ICAP Columbia, Columbia University Mailman School of Public Health, 722 West 168th Street, New York, NY 10032, USA.
AIDS. 2012 Jul 31;26 Suppl 1:S77-83. doi: 10.1097/QAD.0b013e3283558430.
Although health systems in most low-income countries largely provide episodic care for acute symptomatic conditions, many HIV programs have developed effective, locally owned and contextually appropriate policies, systems and tools to support chronic care services for persons living with HIV (PLWH). The continuity of care provided by such programs may be especially critical for older PLWH, who are at risk for more rapid progression of disease and are more likely to have complications of HIV and its treatment than their younger counterparts. Older PLWH are also more likely to have other chronic noncommunicable diseases (NCDs), including hypertension, diabetes, cancers and chronic lung disease.
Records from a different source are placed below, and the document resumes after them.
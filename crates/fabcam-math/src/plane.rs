//! Oriented planes.

use crate::{Point3, Vec3};

/// An infinite plane through a contact point with a unit normal.
#[derive(Debug, Clone, Copy, PartialEq)]
pub struct Plane {
    /// A point on the plane.
    pub contact: Point3,
    /// Unit normal of the plane.
    pub normal: Vec3,
}

impl Plane {
    /// Create a plane, normalizing `normal`.
    ///
    /// Returns `None` when `normal` has zero length.
    pub fn new(contact: Point3, normal: Vec3) -> Option<Self> {
        let length = normal.norm();
        if length < 1e-12 {
            return None;
        }
        Some(Self {
            contact,
            normal: normal / length,
        })
    }

    /// Signed distance from the plane to `point`, positive on the normal side.
    pub fn signed_distance(&self, point: &Point3) -> f64 {
        (point - self.contact).dot(&self.normal)
    }

    /// Orthogonal projection of `point` onto the plane.
    pub fn point_project(&self, point: &Point3) -> Point3 {
        point - self.normal * self.signed_distance(point)
    }

    /// Remove the normal component of `vector`, leaving its in-plane part.
    pub fn vector_project(&self, vector: &Vec3) -> Vec3 {
        vector - self.normal * vector.dot(&self.normal)
    }

    /// The parallel plane `distance` millimeters along the normal.
    pub fn offset(&self, distance: f64) -> Self {
        Self {
            contact: self.contact + self.normal * distance,
            normal: self.normal,
        }
    }
}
As the number of older PLWH rises, enhanced chronic care systems will be required to optimize their health and wellbeing. These systems, lessons and resources can also be leveraged to support the burgeoning numbers of HIV-negative individuals with chronic NCD in need of ongoing care.
虽然大多数低收入国家的卫生系统主要提供针对急性症状性疾病的偶发性护理,但许多艾滋病毒规划已经制定了有效的、本土化的和符合具体情况的政策、系统和工具,以支持为艾滋病毒感染者(PLWH)提供慢性护理服务。此类方案提供的护理连续性对年龄较大的 PLWH 尤为关键,他们面临着疾病更快进展的风险,与年轻感染者相比,他们更有可能出现 HIV 及其治疗的并发症。年龄较大的 PLWH 也更有可能患有其他慢性非传染性疾病(NCD),包括高血压、糖尿病、癌症和慢性肺部疾病。随着年龄较大的 PLWH 人数的增加,需要增强慢性护理系统以优化他们的健康和福祉。这些系统、经验教训和资源也可以加以利用,为需要持续护理的日益增多的患有慢性非传染性疾病且 HIV 阴性的人提供支持。